Transcribe only the lines between the first line of the records and the line containing "else if self.sticker.is_some()", inclusive, exactly as written.
[Opening The input section]
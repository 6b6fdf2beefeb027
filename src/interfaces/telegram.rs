use std::{
    path::{Path, PathBuf},
    time::Duration,
};

use async_trait::async_trait;
use serde::Deserialize;
use serde_json::{Value, json};
use tokio::sync::mpsc;
use tokio_util::sync::CancellationToken;
use tracing::{debug, warn};

use crate::{
    domain::{error::RelayError, models::InboundEvent},
    interfaces::gateway::{ChatAction, Gateway, KeyboardButton},
};

const POLL_TIMEOUT_SECS: u64 = 50;
const POLL_RETRY_DELAY: Duration = Duration::from_secs(3);

#[derive(Debug, Deserialize)]
pub struct Update {
    pub update_id: i64,
    #[serde(default)]
    pub message: Option<Message>,
    #[serde(default)]
    pub callback_query: Option<CallbackQuery>,
}

#[derive(Debug, Deserialize)]
pub struct Message {
    pub message_id: i64,
    pub chat: Chat,
    #[serde(default)]
    pub text: Option<String>,
    #[serde(default)]
    pub voice: Option<VoiceNote>,
    #[serde(default)]
    pub photo: Option<Value>,
    #[serde(default)]
    pub video: Option<Value>,
    #[serde(default)]
    pub document: Option<Value>,
    #[serde(default)]
    pub sticker: Option<Value>,
    #[serde(default)]
    pub audio: Option<Value>,
}

#[derive(Debug, Deserialize)]
pub struct Chat {
    pub id: i64,
}

#[derive(Debug, Deserialize)]
pub struct User {
    pub id: i64,
}

#[derive(Debug, Deserialize)]
pub struct VoiceNote {
    pub file_id: String,
}

#[derive(Debug, Deserialize)]
pub struct CallbackQuery {
    pub id: String,
    pub from: User,
    #[serde(default)]
    pub data: Option<String>,
}

impl Message {
    fn content_kind(&self) -> &'static str {
        if self.photo.is_some() {
            "photo"
        } else if self.video.is_some() {
            "video"
        } else if self.document.is_some() {
            "document"
        } else if self.sticker.is_some() {
            "sticker"
        } else if self.audio.is_some() {
            "audio"
        } else {
            "message"
        }
    }
}

/// Maps one Bot API update onto the relay's inbound event model.
/// Updates with nothing actionable (no message, empty callback data)
/// yield `None`.
pub fn classify_update(update: Update) -> Option<InboundEvent> {
    if let Some(query) = update.callback_query {
        let data = query.data?;
        return Some(InboundEvent::Callback {
            chat_id: query.from.id,
            query_id: query.id,
            data,
        });
    }

    let message = update.message?;
    let chat_id = message.chat.id;

    if let Some(text) = &message.text {
        let text = text.trim();
        if text.is_empty() {
            return None;
        }
        return Some(InboundEvent::Text {
            chat_id,
            text: text.to_owned(),
        });
    }

    if let Some(voice) = &message.voice {
        return Some(InboundEvent::Voice {
            chat_id,
            file_id: voice.file_id.clone(),
        });
    }

    Some(InboundEvent::Unsupported {
        chat_id,
        kind: message.content_kind().to_owned(),
    })
}

/// Bot API client. The one component allowed to talk to the messaging
/// transport.
pub struct TelegramGateway {
    http: reqwest::Client,
    base_url: String,
    bot_token: String,
}

impl TelegramGateway {
    #[must_use]
    pub fn new(http: reqwest::Client, base_url: impl Into<String>, bot_token: impl Into<String>) -> Self {
        Self {
            http,
            base_url: base_url.into(),
            bot_token: bot_token.into(),
        }
    }

    fn method_url(&self, method: &str) -> String {
        format!("{}/bot{}/{method}", self.base_url, self.bot_token)
    }

    fn file_url(&self, file_path: &str) -> String {
        format!("{}/file/bot{}/{file_path}", self.base_url, self.bot_token)
    }

    async fn call_json(&self, method: &str, body: &Value) -> Result<Value, String> {
        let response = self
            .http
            .post(self.method_url(method))
            .json(body)
            .send()
            .await
            .map_err(|error| format!("{method} request failed: {error}"))?;

        Self::decode_response(method, response).await
    }

    async fn call_multipart(
        &self,
        method: &str,
        form: reqwest::multipart::Form,
    ) -> Result<Value, String> {
        let response = self
            .http
            .post(self.method_url(method))
            .multipart(form)
            .send()
            .await
            .map_err(|error| format!("{method} request failed: {error}"))?;

        Self::decode_response(method, response).await
    }

    async fn decode_response(method: &str, response: reqwest::Response) -> Result<Value, String> {
        if !response.status().is_success() {
            let status = response.status();
            let body = response.text().await.unwrap_or_default();
            return Err(format!("{method} failed with {status}: {body}"));
        }

        let payload = response
            .json::<Value>()
            .await
            .map_err(|error| format!("{method} response decode failed: {error}"))?;

        if !payload.get("ok").and_then(Value::as_bool).unwrap_or(false) {
            return Err(format!("{method} returned failure payload: {payload}"));
        }

        Ok(payload)
    }

    async fn media_part(path: &Path) -> Result<reqwest::multipart::Part, String> {
        let bytes = tokio::fs::read(path)
            .await
            .map_err(|error| format!("failed to read {}: {error}", path.display()))?;
        let file_name = path
            .file_name()
            .and_then(|name| name.to_str())
            .unwrap_or("upload")
            .to_owned();
        Ok(reqwest::multipart::Part::bytes(bytes).file_name(file_name))
    }
}

#[async_trait]
impl Gateway for TelegramGateway {
    async fn send_text(&self, chat_id: i64, text: &str) -> Result<(), RelayError> {
        self.call_json("sendMessage", &json!({ "chat_id": chat_id, "text": text }))
            .await
            .map(|_| ())
            .map_err(RelayError::Delivery)
    }

    async fn send_photo(
        &self,
        chat_id: i64,
        path: &Path,
        caption: &str,
    ) -> Result<(), RelayError> {
        let part = Self::media_part(path).await.map_err(RelayError::Delivery)?;
        let form = reqwest::multipart::Form::new()
            .text("chat_id", chat_id.to_string())
            .text("caption", caption.to_owned())
            .part("photo", part);

        self.call_multipart("sendPhoto", form)
            .await
            .map(|_| ())
            .map_err(RelayError::Delivery)
    }

    async fn send_video(
        &self,
        chat_id: i64,
        path: &Path,
        caption: &str,
    ) -> Result<(), RelayError> {
        let part = Self::media_part(path).await.map_err(RelayError::Delivery)?;
        let form = reqwest::multipart::Form::new()
            .text("chat_id", chat_id.to_string())
            .text("caption", caption.to_owned())
            .part("video", part);

        self.call_multipart("sendVideo", form)
            .await
            .map(|_| ())
            .map_err(RelayError::Delivery)
    }

    async fn send_chat_action(&self, chat_id: i64, action: ChatAction) -> Result<(), RelayError> {
        self.call_json(
            "sendChatAction",
            &json!({ "chat_id": chat_id, "action": action.as_str() }),
        )
        .await
        .map(|_| ())
        .map_err(RelayError::Delivery)
    }

    async fn answer_callback(
        &self,
        query_id: &str,
        text: Option<&str>,
    ) -> Result<(), RelayError> {
        let mut body = json!({ "callback_query_id": query_id });
        if let Some(text) = text {
            body["text"] = Value::String(text.to_owned());
        }

        self.call_json("answerCallbackQuery", &body)
            .await
            .map(|_| ())
            .map_err(RelayError::Delivery)
    }

    async fn send_keyboard(
        &self,
        chat_id: i64,
        text: &str,
        rows: &[Vec<KeyboardButton>],
    ) -> Result<(), RelayError> {
        let keyboard = rows
            .iter()
            .map(|row| {
                row.iter()
                    .map(|button| json!({ "text": button.label, "callback_data": button.data }))
                    .collect::<Vec<_>>()
            })
            .collect::<Vec<_>>();

        self.call_json(
            "sendMessage",
            &json!({
                "chat_id": chat_id,
                "text": text,
                "reply_markup": { "inline_keyboard": keyboard },
            }),
        )
        .await
        .map(|_| ())
        .map_err(RelayError::Delivery)
    }

    async fn fetch_file(&self, file_id: &str) -> Result<PathBuf, RelayError> {
        let payload = self
            .call_json("getFile", &json!({ "file_id": file_id }))
            .await
            .map_err(RelayError::Fetch)?;

        let file_path = payload
            .pointer("/result/file_path")
            .and_then(Value::as_str)
            .ok_or_else(|| RelayError::Fetch("getFile response lacks file_path".to_owned()))?;

        let response = self
            .http
            .get(self.file_url(file_path))
            .send()
            .await
            .map_err(|error| RelayError::Fetch(format!("file download failed: {error}")))?;
        if !response.status().is_success() {
            return Err(RelayError::Fetch(format!(
                "file download failed with {}",
                response.status()
            )));
        }
        let bytes = response
            .bytes()
            .await
            .map_err(|error| RelayError::Fetch(format!("file download failed: {error}")))?;

        let extension = Path::new(file_path)
            .extension()
            .and_then(|ext| ext.to_str())
            .unwrap_or("bin");
        let local = std::env::temp_dir().join(format!("voice-{}.{extension}", uuid::Uuid::new_v4()));
        tokio::fs::write(&local, &bytes)
            .await
            .map_err(|error| RelayError::Fetch(format!("failed to write {}: {error}", local.display())))?;

        Ok(local)
    }
}

/// Long-poll loop that feeds decoded inbound events into the session
/// layer. Failed polls are logged and retried after a short delay; the
/// loop only ends on cancellation.
pub struct UpdatePoller {
    base_url: String,
    bot_token: String,
    http: reqwest::Client,
    tx: mpsc::Sender<InboundEvent>,
}

impl UpdatePoller {
    #[must_use]
    pub fn new(
        http: reqwest::Client,
        base_url: impl Into<String>,
        bot_token: impl Into<String>,
        tx: mpsc::Sender<InboundEvent>,
    ) -> Self {
        Self {
            base_url: base_url.into(),
            bot_token: bot_token.into(),
            http,
            tx,
        }
    }

    pub async fn run(self, cancel: CancellationToken) {
        let mut offset = 0_i64;
        loop {
            tokio::select! {
                () = cancel.cancelled() => break,
                result = self.poll_once(offset) => match result {
                    Ok((events, next_offset)) => {
                        offset = next_offset;
                        for event in events {
                            if self.tx.send(event).await.is_err() {
                                return;
                            }
                        }
                    }
                    Err(error) => {
                        warn!("update poll failed: {error}");
                        tokio::time::sleep(POLL_RETRY_DELAY).await;
                    }
                },
            }
        }
    }

    async fn poll_once(&self, offset: i64) -> Result<(Vec<InboundEvent>, i64), RelayError> {
        let url = format!("{}/bot{}/getUpdates", self.base_url, self.bot_token);
        let body = json!({
            "offset": offset,
            "timeout": POLL_TIMEOUT_SECS,
            "allowed_updates": ["message", "callback_query"],
        });

        let response = self
            .http
            .post(url)
            .timeout(Duration::from_secs(POLL_TIMEOUT_SECS + 10))
            .json(&body)
            .send()
            .await
            .map_err(|error| RelayError::Fetch(format!("getUpdates request failed: {error}")))?;

        let payload = TelegramGateway::decode_response("getUpdates", response)
            .await
            .map_err(RelayError::Fetch)?;

        let updates = payload
            .get("result")
            .cloned()
            .unwrap_or_else(|| Value::Array(Vec::new()));
        let updates = serde_json::from_value::<Vec<Update>>(updates)
            .map_err(|error| RelayError::Fetch(format!("invalid getUpdates payload: {error}")))?;

        let mut next_offset = offset;
        let mut events = Vec::new();
        for update in updates {
            next_offset = next_offset.max(update.update_id + 1);
            match classify_update(update) {
                Some(event) => events.push(event),
                None => debug!("ignoring update with no actionable content"),
            }
        }

        Ok((events, next_offset))
    }
}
[Closing The input section]
Response below ▸
repository 6b6fdf2beefeb027
filename src/interfaces/telegram.rs
use std::{
    path::{Path, PathBuf},
    time::Duration,
};

use async_trait::async_trait;
use serde::Deserialize;
use serde_json::{Value, json};
use tokio::sync::mpsc;
use tokio_util::sync::CancellationToken;
use tracing::{debug, warn};

use crate::{
    domain::{error::RelayError, models::InboundEvent},
    interfaces::gateway::{ChatAction, Gateway, KeyboardButton},
};

const POLL_TIMEOUT_SECS: u64 = 50;
const POLL_RETRY_DELAY: Duration = Duration::from_secs(3);

#[derive(Debug, Deserialize)]
pub struct Update {
    pub update_id: i64,
    #[serde(default)]
    pub message: Option<Message>,
    #[serde(default)]
    pub callback_query: Option<CallbackQuery>,
}

#[derive(Debug, Deserialize)]
pub struct Message {
    pub message_id: i64,
    pub chat: Chat,
    #[serde(default)]
    pub text: Option<String>,
    #[serde(default)]
    pub voice: Option<VoiceNote>,
    #[serde(default)]
    pub photo: Option<Value>,
    #[serde(default)]
    pub video: Option<Value>,
    #[serde(default)]
    pub document: Option<Value>,
    #[serde(default)]
    pub sticker: Option<Value>,
    #[serde(default)]
    pub audio: Option<Value>,
}

#[derive(Debug, Deserialize)]
pub struct Chat {
    pub id: i64,
}

#[derive(Debug, Deserialize)]
pub struct User {
    pub id: i64,
}

#[derive(Debug, Deserialize)]
pub struct VoiceNote {
    pub file_id: String,
}

#[derive(Debug, Deserialize)]
pub struct CallbackQuery {
    pub id: String,
    pub from: User,
    #[serde(default)]
    pub data: Option<String>,
}

impl Message {
    fn content_kind(&self) -> &'static str {
        if self.photo.is_some() {
            "photo"
        } else if self.video.is_some() {
            "video"
        } else if self.document.is_some() {
            "document"
        } else if self.sticker.is_some() {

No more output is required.